▶ _EXERCISE INSTRUCTIONS_
Scan the records for the word "InvalidRebaseAmount". Return each line where it is found.

▶ _Stored items_
************

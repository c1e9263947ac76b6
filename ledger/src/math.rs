//! # Conversion Primitives
//!
//! Every share/value conversion in both ledgers goes through [`Pool`], and
//! every multiply-then-divide goes through [`mul_div`]. Nothing else in the
//! crate is allowed to divide.
//!
//! ## Rounding Policy
//!
//! The caller always picks the direction explicitly, and the ledgers pick it
//! so that the pool never pays out more than it took in:
//!
//! | Operation         | Conversion      | Rounding | Who eats the dust |
//! |-------------------|-----------------|----------|-------------------|
//! | deposit / mint    | value -> shares | Down     | depositor         |
//! | vault mint        | shares -> value | Up       | minter            |
//! | withdraw / burn   | value -> shares | Up       | withdrawer        |
//! | redeem            | shares -> value | Down     | redeemer          |
//! | transfer          | value -> shares | Down     | sender's recipient|
//!
//! ## Virtual Offset
//!
//! With an offset of exponent `k`, conversions behave as if the pool held
//! `10^k` extra shares and `1` extra unit of value that nobody owns:
//!
//! ```text
//! shares = value  * (total_shares + 10^k) / (total_value + 1)
//! value  = shares * (total_value + 1)     / (total_shares + 10^k)
//! ```
//!
//! A donation made to inflate the share price is mostly captured by the
//! phantom shares, so the attacker loses more than the victim does.

use serde::{Deserialize, Serialize};
use std::fmt;
use thiserror::Error;

use crate::config::MAX_OFFSET_EXPONENT;

/// Arithmetic failures. Both are fatal for the operation that hit them.
#[derive(Debug, Clone, Copy, PartialEq, Eq, Error)]
pub enum MathError {
    /// The widened product, or the narrowed quotient, does not fit.
    #[error("arithmetic overflow in share conversion")]
    Overflow,

    /// Conversion against a pool whose denominator is zero.
    #[error("division by zero in share conversion")]
    DivisionByZero,
}

/// Rounding direction for a single conversion.
#[derive(Debug, Clone, Copy, PartialEq, Eq, Hash, Serialize, Deserialize)]
#[serde(rename_all = "lowercase")]
pub enum Rounding {
    /// Toward zero (floor).
    Down,
    /// Away from zero (ceiling).
    Up,
}

impl fmt::Display for Rounding {
    fn fmt(&self, f: &mut fmt::Formatter<'_>) -> fmt::Result {
        match self {
            Rounding::Down => write!(f, "down"),
            Rounding::Up => write!(f, "up"),
        }
    }
}

/// Computes `x * numerator / denominator` with the requested rounding.
///
/// The product is formed in `u128`; the quotient must fit back into `u64`.
///
/// # Errors
///
/// [`MathError::DivisionByZero`] if `denominator == 0`,
/// [`MathError::Overflow`] if the product or the result overflows.
pub fn mul_div(
    x: u64,
    numerator: u128,
    denominator: u128,
    rounding: Rounding,
) -> Result<u64, MathError> {
    if denominator == 0 {
        return Err(MathError::DivisionByZero);
    }

    let product = (x as u128)
        .checked_mul(numerator)
        .ok_or(MathError::Overflow)?;

    let quotient = product / denominator;
    let quotient = match rounding {
        Rounding::Up if product % denominator != 0 => quotient + 1,
        _ => quotient,
    };

    u64::try_from(quotient).map_err(|_| MathError::Overflow)
}

/// A fixed virtual offset, expressed as a power of ten.
#[derive(Debug, Clone, Copy, PartialEq, Eq, Serialize, Deserialize)]
pub struct VirtualOffset {
    exponent: u8,
}

impl VirtualOffset {
    /// Returns `None` when `exponent` exceeds [`MAX_OFFSET_EXPONENT`].
    pub fn new(exponent: u8) -> Option<Self> {
        (exponent <= MAX_OFFSET_EXPONENT).then_some(Self { exponent })
    }

    pub fn exponent(&self) -> u8 {
        self.exponent
    }

    /// `10^exponent` shares that exist only inside conversions.
    pub fn phantom_shares(&self) -> u128 {
        10u128.pow(self.exponent as u32)
    }

    /// The single unit of value paired with the phantom shares.
    pub fn phantom_value(&self) -> u128 {
        1
    }
}

/// A snapshot of the totals a conversion is priced against.
#[derive(Debug, Clone, Copy, PartialEq, Eq, Serialize, Deserialize)]
pub struct Pool {
    /// Real shares outstanding.
    pub total_shares: u64,
    /// Real pooled value (`total_pooled` or `total_assets`).
    pub total_value: u64,
    /// Virtual offset, if the ledger uses one.
    pub offset: Option<VirtualOffset>,
}

impl Pool {
    /// A pool without virtual offset (rebasing ledger).
    pub fn plain(total_shares: u64, total_value: u64) -> Self {
        Self {
            total_shares,
            total_value,
            offset: None,
        }
    }

    /// A pool with a virtual offset (vault ledger).
    pub fn with_offset(total_shares: u64, total_value: u64, offset: VirtualOffset) -> Self {
        Self {
            total_shares,
            total_value,
            offset: Some(offset),
        }
    }

    /// Converts `value` into shares.
    ///
    /// Without an offset an empty pool (`total_shares == 0`) bootstraps at
    /// 1:1.
    pub fn shares_for(&self, value: u64, rounding: Rounding) -> Result<u64, MathError> {
        if value == 0 {
            return Ok(0);
        }
        match self.offset {
            None if self.total_shares == 0 => Ok(value),
            None => mul_div(
                value,
                self.total_shares as u128,
                self.total_value as u128,
                rounding,
            ),
            Some(offset) => mul_div(
                value,
                self.total_shares as u128 + offset.phantom_shares(),
                self.total_value as u128 + offset.phantom_value(),
                rounding,
            ),
        }
    }

    /// Converts `shares` into value. Inverse of [`shares_for`](Self::shares_for).
    ///
    /// Without an offset an empty pool is worth nothing per share.
    pub fn value_for(&self, shares: u64, rounding: Rounding) -> Result<u64, MathError> {
        if shares == 0 {
            return Ok(0);
        }
        match self.offset {
            None if self.total_shares == 0 => Ok(0),
            None => mul_div(
                shares,
                self.total_value as u128,
                self.total_shares as u128,
                rounding,
            ),
            Some(offset) => mul_div(
                shares,
                self.total_value as u128 + offset.phantom_value(),
                self.total_shares as u128 + offset.phantom_shares(),
                rounding,
            ),
        }
    }
}
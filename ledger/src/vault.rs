//! # Vault Ledger
//!
//! Depositors hand the vault an underlying asset and receive shares priced
//! against everything the vault holds. The asset itself sits with an
//! [`AssetCustody`] collaborator; this ledger owns only the share book and
//! the two administrative bounds (deposit cap, minimum deposit).
//!
//! ## Entry Points
//!
//! | Call       | Caller fixes | Ledger computes         | Rounding |
//! |------------|--------------|-------------------------|----------|
//! | `deposit`  | assets in    | shares issued           | Down     |
//! | `mint`     | shares out   | assets required         | Up       |
//! | `withdraw` | assets out   | shares burned           | Up       |
//! | `redeem`   | shares in    | assets returned         | Down     |
//!
//! Each has a read-only `preview_*` twin using the same rounding, and a
//! `max_*` bound that a call at that size is guaranteed not to trip.
//!
//! ## Ordering
//!
//! Every check runs first, then the custody transfer, then the share book
//! update. Anything that could still fail after the custody transfer is
//! checked up front, so a custody success is never followed by a ledger
//! failure.

use std::collections::VecDeque;

use crate::address::Address;
use crate::book::ShareBook;
use crate::config::{VaultConfig, UNLIMITED_DEPOSIT_CAP};
use crate::custody::AssetCustody;
use crate::error::{LedgerError, Result};
use crate::event::{EventJournal, LedgerEvent};
use crate::math::{MathError, Pool, Rounding, VirtualOffset};

/// Share ledger backed by an external asset pool.
#[derive(Debug, Clone)]
pub struct VaultLedger<C> {
    book: ShareBook,
    custody: C,
    offset: VirtualOffset,
    deposit_cap: u64,
    minimum_deposit: u64,
    journal: EventJournal,
}

impl<C: AssetCustody> VaultLedger<C> {
    /// Creates an empty vault over `custody`.
    ///
    /// # Errors
    ///
    /// [`LedgerError::InvalidOffset`] if the configured offset is out of range.
    pub fn new(config: &VaultConfig, custody: C) -> Result<Self> {
        config.validate()?;
        let offset = VirtualOffset::new(config.offset_exponent)
            .ok_or(LedgerError::InvalidOffset(config.offset_exponent))?;

        tracing::debug!(
            offset_exponent = config.offset_exponent,
            deposit_cap = config.deposit_cap,
            minimum_deposit = config.minimum_deposit,
            "vault ledger created"
        );

        Ok(Self {
            book: ShareBook::new(),
            custody,
            offset,
            deposit_cap: config.deposit_cap,
            minimum_deposit: config.minimum_deposit,
            journal: EventJournal::new(),
        })
    }

    // -----------------------------------------------------------------------
    // Configuration
    // -----------------------------------------------------------------------

    pub fn offset_exponent(&self) -> u8 {
        self.offset.exponent()
    }

    /// Current cap on total assets. `0` means unlimited.
    pub fn deposit_cap(&self) -> u64 {
        self.deposit_cap
    }

    pub fn minimum_deposit(&self) -> u64 {
        self.minimum_deposit
    }

    /// Replaces the deposit cap. Does not affect existing deposits.
    pub fn set_deposit_cap(&mut self, cap: u64) {
        tracing::info!(old = self.deposit_cap, new = cap, "deposit cap updated");
        self.deposit_cap = cap;
    }

    pub fn set_minimum_deposit(&mut self, minimum: u64) {
        tracing::info!(
            old = self.minimum_deposit,
            new = minimum,
            "minimum deposit updated"
        );
        self.minimum_deposit = minimum;
    }

    /// The custody collaborator.
    pub fn custody(&self) -> &C {
        &self.custody
    }

    /// Mutable access to the custody collaborator, for funding holders and
    /// for modelling direct donations to the pool.
    pub fn custody_mut(&mut self) -> &mut C {
        &mut self.custody
    }

    // -----------------------------------------------------------------------
    // Reads
    // -----------------------------------------------------------------------

    /// Underlying assets held for the vault, as reported by custody.
    pub fn total_assets(&self) -> u64 {
        self.custody.total_assets()
    }

    /// Vault shares outstanding.
    pub fn total_supply(&self) -> u64 {
        self.book.total()
    }

    pub fn shares_of(&self, account: &Address) -> u64 {
        self.book.shares_of(account)
    }

    pub fn holder_count(&self) -> usize {
        self.book.holder_count()
    }

    pub fn book(&self) -> &ShareBook {
        &self.book
    }

    fn pool(&self) -> Pool {
        Pool::with_offset(self.book.total(), self.total_assets(), self.offset)
    }

    pub fn convert_to_shares(&self, assets: u64) -> Result<u64> {
        Ok(self.pool().shares_for(assets, Rounding::Down)?)
    }

    pub fn convert_to_assets(&self, shares: u64) -> Result<u64> {
        Ok(self.pool().value_for(shares, Rounding::Down)?)
    }

    /// Shares a deposit of `assets` would issue.
    pub fn preview_deposit(&self, assets: u64) -> Result<u64> {
        Ok(self.pool().shares_for(assets, Rounding::Down)?)
    }

    /// Assets a mint of `shares` would require.
    pub fn preview_mint(&self, shares: u64) -> Result<u64> {
        Ok(self.pool().value_for(shares, Rounding::Up)?)
    }

    /// Shares a withdrawal of `assets` would burn.
    pub fn preview_withdraw(&self, assets: u64) -> Result<u64> {
        Ok(self.pool().shares_for(assets, Rounding::Up)?)
    }

    /// Assets a redemption of `shares` would return.
    pub fn preview_redeem(&self, shares: u64) -> Result<u64> {
        Ok(self.pool().value_for(shares, Rounding::Down)?)
    }

    /// Largest deposit that clears the cap and minimum checks and whose
    /// shares still fit in the supply.
    pub fn max_deposit(&self, _receiver: &Address) -> u64 {
        let total = self.total_assets();
        let cap_room = if self.deposit_cap == UNLIMITED_DEPOSIT_CAP {
            u64::MAX - total
        } else {
            self.deposit_cap.saturating_sub(total)
        };
        // An overflow here means the bound lies past u64::MAX.
        let share_room = u64::MAX - self.book.total();
        let supply_room = self
            .pool()
            .value_for(share_room, Rounding::Down)
            .unwrap_or(u64::MAX);

        let headroom = cap_room.min(supply_room);
        if headroom == 0 || headroom < self.minimum_deposit {
            return 0;
        }
        match self.preview_deposit(headroom) {
            Ok(shares) if shares > 0 => headroom,
            _ => 0,
        }
    }

    /// Largest mint whose required assets fit under [`max_deposit`](Self::max_deposit).
    pub fn max_mint(&self, receiver: &Address) -> u64 {
        let max_assets = self.max_deposit(receiver);
        if max_assets == 0 {
            return 0;
        }
        self.pool()
            .shares_for(max_assets, Rounding::Down)
            .unwrap_or(0)
    }

    /// Largest withdrawal `owner`'s shares cover.
    pub fn max_withdraw(&self, owner: &Address) -> u64 {
        // Owner shares never exceed the supply, so this cannot overflow.
        self.pool()
            .value_for(self.shares_of(owner), Rounding::Down)
            .unwrap_or(0)
    }

    pub fn max_redeem(&self, owner: &Address) -> u64 {
        self.shares_of(owner)
    }

    // -----------------------------------------------------------------------
    // Mutations
    // -----------------------------------------------------------------------

    /// Pulls `assets` from `caller` and issues shares to `receiver`.
    /// Returns the shares issued.
    ///
    /// # Errors
    ///
    /// - [`LedgerError::ZeroAddress`] for a null receiver.
    /// - [`LedgerError::BelowMinimumDeposit`] / [`LedgerError::DepositCapExceeded`].
    /// - [`LedgerError::ZeroAmount`] / [`LedgerError::ZeroShares`].
    /// - [`LedgerError::Custody`] if the asset pull fails.
    pub fn deposit(&mut self, caller: &Address, assets: u64, receiver: &Address) -> Result<u64> {
        if receiver.is_zero() {
            return Err(LedgerError::ZeroAddress);
        }
        self.check_deposit_bounds(assets)?;
        if assets == 0 {
            return Err(LedgerError::ZeroAmount);
        }

        let shares = self.preview_deposit(assets)?;
        if shares == 0 {
            return Err(LedgerError::ZeroShares { value: assets });
        }
        self.ensure_supply_room(shares)?;

        self.custody.pull(caller, assets)?;
        self.book.credit(receiver, shares)?;

        self.journal.record(LedgerEvent::Deposited {
            caller: *caller,
            receiver: *receiver,
            assets,
            shares,
        });
        Ok(shares)
    }

    /// Issues exactly `shares` to `receiver`, pulling whatever assets they
    /// cost (rounded up) from `caller`. Returns the assets pulled.
    ///
    /// # Errors
    ///
    /// Same as [`deposit`](Self::deposit), with the cap and minimum applied
    /// to the computed asset amount.
    pub fn mint(&mut self, caller: &Address, shares: u64, receiver: &Address) -> Result<u64> {
        if receiver.is_zero() {
            return Err(LedgerError::ZeroAddress);
        }
        if shares == 0 {
            return Err(LedgerError::ZeroAmount);
        }

        let assets = self.preview_mint(shares)?;
        self.check_deposit_bounds(assets)?;
        self.ensure_supply_room(shares)?;

        self.custody.pull(caller, assets)?;
        self.book.credit(receiver, shares)?;

        self.journal.record(LedgerEvent::Deposited {
            caller: *caller,
            receiver: *receiver,
            assets,
            shares,
        });
        Ok(assets)
    }

    /// Sends `assets` to `receiver`, burning the shares they cost (rounded
    /// up) from `owner`. Returns the shares burned.
    ///
    /// The caller is trusted to be `owner` or an approved spender; the
    /// token surface enforces that.
    ///
    /// # Errors
    ///
    /// - [`LedgerError::ZeroAddress`] for a null receiver or owner.
    /// - [`LedgerError::ZeroAmount`] if `assets` is 0.
    /// - [`LedgerError::InsufficientShares`] if `owner` cannot cover the burn.
    /// - [`LedgerError::Custody`] if the asset push fails.
    pub fn withdraw(
        &mut self,
        caller: &Address,
        assets: u64,
        receiver: &Address,
        owner: &Address,
    ) -> Result<u64> {
        if receiver.is_zero() || owner.is_zero() {
            return Err(LedgerError::ZeroAddress);
        }
        if assets == 0 {
            return Err(LedgerError::ZeroAmount);
        }

        let shares = self.preview_withdraw(assets)?;
        let available = self.book.shares_of(owner);
        if available < shares {
            return Err(LedgerError::InsufficientShares {
                available,
                required: shares,
            });
        }

        self.custody.push(receiver, assets)?;
        self.book.debit(owner, shares)?;

        self.journal.record(LedgerEvent::Withdrawn {
            caller: *caller,
            receiver: *receiver,
            owner: *owner,
            assets,
            shares,
        });
        Ok(shares)
    }

    /// Burns exactly `shares` from `owner` and sends what they are worth
    /// (rounded down) to `receiver`. Returns the assets sent.
    ///
    /// # Errors
    ///
    /// - [`LedgerError::ZeroAddress`] for a null receiver or owner.
    /// - [`LedgerError::ZeroAmount`] if `shares` is 0 or worth nothing.
    /// - [`LedgerError::InsufficientShares`] if `owner` holds fewer shares.
    /// - [`LedgerError::Custody`] if the asset push fails.
    pub fn redeem(
        &mut self,
        caller: &Address,
        shares: u64,
        receiver: &Address,
        owner: &Address,
    ) -> Result<u64> {
        if receiver.is_zero() || owner.is_zero() {
            return Err(LedgerError::ZeroAddress);
        }
        if shares == 0 {
            return Err(LedgerError::ZeroAmount);
        }

        let available = self.book.shares_of(owner);
        if available < shares {
            return Err(LedgerError::InsufficientShares {
                available,
                required: shares,
            });
        }
        let assets = self.preview_redeem(shares)?;
        if assets == 0 {
            return Err(LedgerError::ZeroAmount);
        }

        self.custody.push(receiver, assets)?;
        self.book.debit(owner, shares)?;

        self.journal.record(LedgerEvent::Withdrawn {
            caller: *caller,
            receiver: *receiver,
            owner: *owner,
            assets,
            shares,
        });
        Ok(assets)
    }

    /// Moves vault shares between holders. Returns the asset value they
    /// represent, rounded down.
    ///
    /// # Errors
    ///
    /// [`LedgerError::ZeroAddress`] or [`LedgerError::InsufficientBalance`].
    pub fn transfer(&mut self, from: &Address, to: &Address, shares: u64) -> Result<u64> {
        if from.is_zero() || to.is_zero() {
            return Err(LedgerError::ZeroAddress);
        }

        let value = self.convert_to_assets(shares)?;
        self.book.move_shares(from, to, shares)?;

        self.journal.record(LedgerEvent::Transferred {
            from: *from,
            to: *to,
            value,
            shares,
        });
        Ok(value)
    }

    // -----------------------------------------------------------------------
    // Events
    // -----------------------------------------------------------------------

    pub fn drain_events(&mut self) -> Vec<LedgerEvent> {
        self.journal.drain()
    }

    pub fn pending_events(&self) -> &VecDeque<LedgerEvent> {
        self.journal.pending()
    }

    // -----------------------------------------------------------------------
    // Guards
    // -----------------------------------------------------------------------

    fn check_deposit_bounds(&self, assets: u64) -> Result<()> {
        if assets < self.minimum_deposit {
            return Err(LedgerError::BelowMinimumDeposit {
                minimum: self.minimum_deposit,
                value: assets,
            });
        }

        let total_assets = self.total_assets();
        if self.deposit_cap != UNLIMITED_DEPOSIT_CAP {
            let exceeds = total_assets
                .checked_add(assets)
                .map_or(true, |after| after > self.deposit_cap);
            if exceeds {
                return Err(LedgerError::DepositCapExceeded {
                    cap: self.deposit_cap,
                    total_assets,
                    value: assets,
                });
            }
        }
        Ok(())
    }

    fn ensure_supply_room(&self, shares: u64) -> Result<()> {
        self.book
            .total()
            .checked_add(shares)
            .map(|_| ())
            .ok_or(LedgerError::Math(MathError::Overflow))
    }
}
//! Error type for the token surface.

use crate::access::AccessError;
use crate::allowance::AllowanceError;
use shareledger_core::LedgerError;
use thiserror::Error;

/// Any failure a token entry point can report.
#[derive(Debug, Clone, PartialEq, Eq, Error)]
pub enum TokenError {
    /// Role check or pause switch rejected the call.
    #[error(transparent)]
    Access(#[from] AccessError),

    /// Delegated spend exceeded its allowance.
    #[error(transparent)]
    Allowance(#[from] AllowanceError),

    /// The underlying ledger rejected the operation.
    #[error(transparent)]
    Ledger(#[from] LedgerError),
}

impl TokenError {
    /// Short, stable label for metrics and logs.
    pub fn kind(&self) -> &'static str {
        match self {
            TokenError::Access(AccessError::Unauthorized { .. }) => "unauthorized",
            TokenError::Access(AccessError::Paused) => "paused",
            TokenError::Allowance(AllowanceError::ZeroAddress) => "zero_address",
            TokenError::Allowance(AllowanceError::Insufficient { .. }) => "insufficient_allowance",
            TokenError::Ledger(e) => e.kind(),
        }
    }
}

pub type Result<T> = std::result::Result<T, TokenError>;

#[cfg(test)]
mod tests {
    use super::*;

    #[test]
    fn kind_delegates_to_ledger() {
        let err: TokenError = LedgerError::InvalidRebaseAmount.into();
        assert_eq!(err.kind(), LedgerError::InvalidRebaseAmount.kind());
        assert_eq!(TokenError::from(AccessError::Paused).kind(), "paused");
    }

    #[test]
    fn display_is_transparent() {
        let err: TokenError = AccessError::Paused.into();
        assert_eq!(err.to_string(), "token is paused");
    }
}
/// One operation. `transfer`, `approve`, `transfer_from`, `pause` and
/// `unpause` apply to both kinds; the rest belong to one kind only.
#[derive(Debug, Clone, Deserialize)]
#[serde(tag = "op", rename_all = "snake_case")]
pub enum Step {
    /// Value for a rebasing token, shares for a vault.
    Transfer {
        from: String,
        to: String,
        amount: u64,
    },
    Approve {
        owner: String,
        spender: String,
        amount: u64,
    },
    TransferFrom {
        spender: String,
        from: String,
        to: String,
        amount: u64,
    },
    Pause,
    Unpause,

    // Rebasing only.
    Mint {
        to: String,
        value: u64,
    },
    Burn {
        from: String,
        value: u64,
    },
    TransferShares {
        from: String,
        to: String,
        shares: u64,
    },
    Rebase {
        total: u64,
    },

    // Vault only. `receiver` and `owner` default to `caller`.
    Deposit {
        caller: String,
        assets: u64,
        #[serde(default)]
        receiver: Option<String>,
    },
    MintShares {
        caller: String,
        shares: u64,
        #[serde(default)]
        receiver: Option<String>,
    },
    Withdraw {
        caller: String,
        assets: u64,
        #[serde(default)]
        receiver: Option<String>,
        #[serde(default)]
        owner: Option<String>,
    },
    Redeem {
        caller: String,
        shares: u64,
        #[serde(default)]
        receiver: Option<String>,
        #[serde(default)]
        owner: Option<String>,
    },
    /// Assets sent straight to the vault without minting shares.
    Donate {
        from: String,
        assets: u64,
    },
    SetDepositCap {
        cap: u64,
    },
    SetMinimumDeposit {
        minimum: u64,
    },
}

************

▶ _WRITTEN RESPONSE_
        let err: TokenError = LedgerError::InvalidRebaseAmount.into();
        assert_eq!(err.kind(), LedgerError::InvalidRebaseAmount.kind());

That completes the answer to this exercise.